Emma Wall: Hello, and welcome to Morningstar. I'm Emma Wall and I'm here today with Joe Bauernfreund, Manager of the British Empire Trust (BTEM), to give his three undervalued picks.
Hi, Joe.
Joe Bauernfreund: Hi. Good morning.
Wall: So, what's the first pick today?
Bauernfreund: Well, the first company I'd like to tell you about is a Japanese company, and it's a television broadcasting company called Tokyo Broadcasting Corporation (9401). As you'll know, British Empire doesn't tend to buy normal operating businesses. We tend to focus on companies with assets trading at big discounts, and Tokyo Broadcasting Corporation fits very neatly into that bucket.

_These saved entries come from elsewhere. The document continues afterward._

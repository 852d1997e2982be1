pub mod clock;
pub mod path;
pub mod telemetry;

pub use clock::*;
pub use path::*;
pub use telemetry::*;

So, in addition to the core broadcasting business it has a very interesting balance sheet. Firstly, alongside their own headquarter building in the Central Tokyo they have developed two towers, one for residential and one for offices, which generates rental income and is worth very roughly about a third of the total value of the company, even more than the actual operating business.
And in addition to that, like many Japanese companies, they also have a cross-shareholding portfolio of listed securities with businesses that they may have relationships with. And the value of that cross-shareholding portfolio when we first bought into this company a year was equivalent to the entire market cap of the company. So, a very substantial discount to the asset value, but also typical for many Japanese companies a very inefficient balance sheet. And this is a large position for us. It's our third or fourth largest position.
And what we've been trying to do is to engage proactively with the Board and the directors of this company to try and encourage them to adopt high standards of corporate governance to boost capital efficiency and to boost returns on equity.
Wall: And what's the second stock pick today?
Bauernfreund: The second company is a European holding company, family-controlled holding company, called Pargesa (PARG), which is Swiss-based company. Pargesa only has one asset and that is a 50.1% stake in another holding company called GBL, or Groupe Bruxelles Lambert, which is a Belgium-based investment holding company.
GBL in turn owns a portfolio of predominantly blue-chip European-listed equities, including companies such as Adidas, Total, Pernod Ricard, Lafarge and SGS. So, quite diversified European equity portfolio.
Interestingly, Pargesa trades at a 35% discount today, which is very wide in an absolute context and also relative to other companies, specifically, relative to GBL, which is part of the same group and essentially gives exposure to the same assets, which is trading at about as 20% discount. So, an anomaly and an inefficiency given the nature of the – perhaps they are family-controlled and the fact that many investors overlook these companies. But fundamentally, exposure to a broad basket of European equities on a 35% discount is hugely attractive.
Wall: And what's the third and final value pick?
Bauernfreund: The third one is Symphony International (SIHL), which is a London-listed closed-end fund, with assets predominantly focused on Asian assets. Its largest holding is a stake in a Thai-listed company called Minor International that has interests in hotels and restaurants and consumer plays across Southeast Asia. Alongside that they have interests in land bank in Thailand, real estate assets in Japan and other private equity holdings.
We own 16% of the company and management have an interest of just under 20%. It trades on about a 30% discount. It's been a good performer. And I think the scope there for the company to be more proactive in terms of buybacks and unlock value that's within their portfolio.
Wall: Joe, thank you very much.
Bauernfreund: My pleasure.
Wall: This is Emma Wall for Morningstar. Thank you for watching.